BEGIN STUDY MATERIAL
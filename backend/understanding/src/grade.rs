//! Grade / percentage extraction.
//!
//! Labels are tried from most to least specific, so a document carrying both a
//! CGPA and a generic "Total" resolves to the CGPA.

use std::ops::RangeInclusive;

use once_cell::sync::Lazy;

use crate::cascade::Cascade;

/// Values outside this range are never stored as a grade.
pub const GRADE_RANGE: RangeInclusive<f64> = 0.0..=100.0;

static GRADE_CASCADE: Lazy<Cascade> = Lazy::new(|| {
    Cascade::new(
        "grade",
        &[
            ("cgpa", r"(?i)CGPA[:\s\-]*(\d+\.?\d*)"),
            ("cgpa_parenthesized", r"(?i)\(CGPA\)[:\s\-]*(\d+\.?\d*)"),
            ("cgpa_dotted", r"(?i)C\.?G\.?P\.?A\.?[:\s\-]*(\d+\.?\d*)"),
            ("gpa", r"(?i)GPA[:\s\-]*(\d+\.?\d*)"),
            ("gpa_dotted", r"(?i)G\.?P\.?A\.?[:\s\-]*(\d+\.?\d*)"),
            ("grade", r"(?i)Grade[:\s\-]*(\d+\.?\d*)"),
            ("final_grade", r"(?i)Final\s+Grade[:\s\-]*(\d+\.?\d*)"),
            ("percentage", r"(?i)Percentage[:\s\-]*(\d+\.?\d*)"),
            ("percent_sign", r"(\d{1,3}\.?\d*)\s*%"),
            ("percent", r"(?i)Percent[:\s\-]*(\d+\.?\d*)"),
            ("score", r"(?i)Score[:\s\-]*(\d+\.?\d*)"),
            ("total", r"(?i)Total[:\s\-]*(\d+\.?\d*)"),
        ],
    )
});

/// The grade cascade, for inspection.
pub fn grade_cascade() -> &'static Cascade {
    &GRADE_CASCADE
}

/// Find the grade in single-line document text.
///
/// Returns the captured digits verbatim; whether they are a grade point or a
/// percentage is left to the caller.
pub fn extract_grade(raw_text: &str) -> Option<String> {
    GRADE_CASCADE
        .first_accepted(raw_text, |captured| {
            let value: f64 = captured.parse().ok()?;
            GRADE_RANGE.contains(&value).then(|| captured.to_string())
        })
        .map(|hit| hit.value)
}

#[cfg(test)]
mod tests {
    use super::*;

    #[test]
    fn cgpa_beats_total() {
        let text = "Statement of Marks CGPA: 9.2 Fee Receipt Total: 55000";
        assert_eq!(extract_grade(text).as_deref(), Some("9.2"));
    }

    #[test]
    fn specific_label_wins_even_when_generic_comes_first() {
        let text = "Score: 72 Final GPA - 3.8";
        assert_eq!(extract_grade(text).as_deref(), Some("3.8"));
    }

    #[test]
    fn dotted_abbreviation() {
        assert_eq!(extract_grade("C.G.P.A. 8.75").as_deref(), Some("8.75"));
    }

    #[test]
    fn case_insensitive_label() {
        assert_eq!(extract_grade("cgpa:7.4 awarded").as_deref(), Some("7.4"));
    }

    #[test]
    fn bare_percentage() {
        assert_eq!(extract_grade("Aggregate 86.5 % First Class").as_deref(), Some("86.5"));
    }

    #[test]
    fn out_of_range_moves_to_next_rule() {
        // "Score 450" is rejected; "Total 78" is the next rule's candidate.
        assert_eq!(extract_grade("Score: 450 Total: 78").as_deref(), Some("78"));
    }

    #[test]
    fn out_of_range_only_is_none() {
        assert_eq!(extract_grade("Total: 55000"), None);
    }

    #[test]
    fn keeps_captured_text_verbatim() {
        assert_eq!(extract_grade("GPA: 9.").as_deref(), Some("9."));
    }

    #[test]
    fn no_label_no_grade() {
        assert_eq!(extract_grade("Bonafide certificate issued on request"), None);
    }

    #[test]
    fn cascade_order_is_most_specific_first() {
        let labels: Vec<_> = grade_cascade().labels().collect();
        assert_eq!(labels.first(), Some(&"cgpa"));
        assert_eq!(labels.last(), Some(&"total"));
        assert_eq!(labels.len(), 12);
    }
}
//! Telemetry and structured logging components for UnivAegis.
//!
//! Handles log redaction, console and rolling JSON file output, and
//! verification event logging.

pub mod event_logger;
pub mod logger;
pub mod redact;

pub use event_logger::{EventLogEntry, EventLogger, VerificationEvent};
pub use logger::{LogOptions, init_logger};
pub use redact::redact_sensitive_data;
END STUDY MATERIAL
# ABOUT THIS TASK:
Every record shown above must be echoed exactly.

# EXERCISE ANSWER:
filename backend/understanding/src/grade.rs
//! Grade / percentage extraction.
//!
//! Labels are tried from most to least specific, so a document carrying both a
//! CGPA and a generic "Total" resolves to the CGPA.

use std::ops::RangeInclusive;

use once_cell::sync::Lazy;

use crate::cascade::Cascade;

/// Values outside this range are never stored as a grade.
pub const GRADE_RANGE: RangeInclusive<f64> = 0.0..=100.0;

static GRADE_CASCADE: Lazy<Cascade> = Lazy::new(|| {
    Cascade::new(
        "grade",
        &[
            ("cgpa", r"(?i)CGPA[:\s\-]*(\d+\.?\d*)"),
            ("cgpa_parenthesized", r"(?i)\(CGPA\)[:\s\-]*(\d+\.?\d*)"),
            ("cgpa_dotted", r"(?i)C\.?G\.?P\.?A\.?[:\s\-]*(\d+\.?\d*)"),
            ("gpa", r"(?i)GPA[:\s\-]*(\d+\.?\d*)"),
            ("gpa_dotted", r"(?i)G\.?P\.?A\.?[:\s\-]*(\d+\.?\d*)"),
            ("grade", r"(?i)Grade[:\s\-]*(\d+\.?\d*)"),
            ("final_grade", r"(?i)Final\s+Grade[:\s\-]*(\d+\.?\d*)"),
            ("percentage", r"(?i)Percentage[:\s\-]*(\d+\.?\d*)"),
            ("percent_sign", r"(\d{1,3}\.?\d*)\s*%"),
            ("percent", r"(?i)Percent[:\s\-]*(\d+\.?\d*)"),
            ("score", r"(?i)Score[:\s\-]*(\d+\.?\d*)"),
            ("total", r"(?i)Total[:\s\-]*(\d+\.?\d*)"),
        ],
    )
});

/// The grade cascade, for inspection.
pub fn grade_cascade() -> &'static Cascade {
    &GRADE_CASCADE
}

/// Find the grade in single-line document text.
///
/// Returns the captured digits verbatim; whether they are a grade point or a
/// percentage is left to the caller.
pub fn extract_grade(raw_text: &str) -> Option<String> {
    GRADE_CASCADE
        .first_accepted(raw_text, |captured| {
            let value: f64 = captured.parse().ok()?;
            GRADE_RANGE.contains(&value).then(|| captured.to_string())
        })
        .map(|hit| hit.value)
}

#[cfg(test)]
mod tests {
    use super::*;

    #[test]
    fn cgpa_beats_total() {
        let text = "Statement of Marks CGPA: 9.2 Fee Receipt Total: 55000";
        assert_eq!(extract_grade(text).as_deref(), Some("9.2"));
    }

    #[test]
    fn specific_label_wins_even_when_generic_comes_first() {
        let text = "Score: 72 Final GPA - 3.8";
        assert_eq!(extract_grade(text).as_deref(), Some("3.8"));
    }

    #[test]
    fn dotted_abbreviation() {
        assert_eq!(extract_grade("C.G.P.A. 8.75").as_deref(), Some("8.75"));
    }

    #[test]
    fn case_insensitive_label() {
        assert_eq!(extract_grade("cgpa:7.4 awarded").as_deref(), Some("7.4"));
    }

    #[test]
    fn bare_percentage() {
        assert_eq!(extract_grade("Aggregate 86.5 % First Class").as_deref(), Some("86.5"));
    }

    #[test]
    fn out_of_range_moves_to_next_rule() {
        // "Score 450" is rejected; "Total 78" is the next rule's candidate.
        assert_eq!(extract_grade("Score: 450 Total: 78").as_deref(), Some("78"));
    }

    #[test]
    fn out_of_range_only_is_none() {
        assert_eq!(extract_grade("Total: 55000"), None);
    }

    #[test]
    fn keeps_captured_text_verbatim() {
        assert_eq!(extract_grade("GPA: 9.").as_deref(), Some("9."));
    }

    #[test]
    fn no_label_no_grade() {
        assert_eq!(extract_grade("Bonafide certificate issued on request"), None);
    }

    #[test]
    fn cascade_order_is_most_specific_first() {
        let labels: Vec<_> = grade_cascade().labels().collect();
        assert_eq!(labels.first(), Some(&"cgpa"));
        assert_eq!(labels.last(), Some(&"total"));
        assert_eq!(labels.len(), 12);
    }
}
//! Telemetry and structured logging components for UnivAegis.
//!
//! Handles log redaction, console and rolling JSON file output, and
//! verification event logging.

pub mod event_logger;
pub mod logger;
pub mod redact;

pub use event_logger::{EventLogEntry, EventLogger, VerificationEvent};
pub use logger::{LogOptions, init_logger};
pub use redact::redact_sensitive_data;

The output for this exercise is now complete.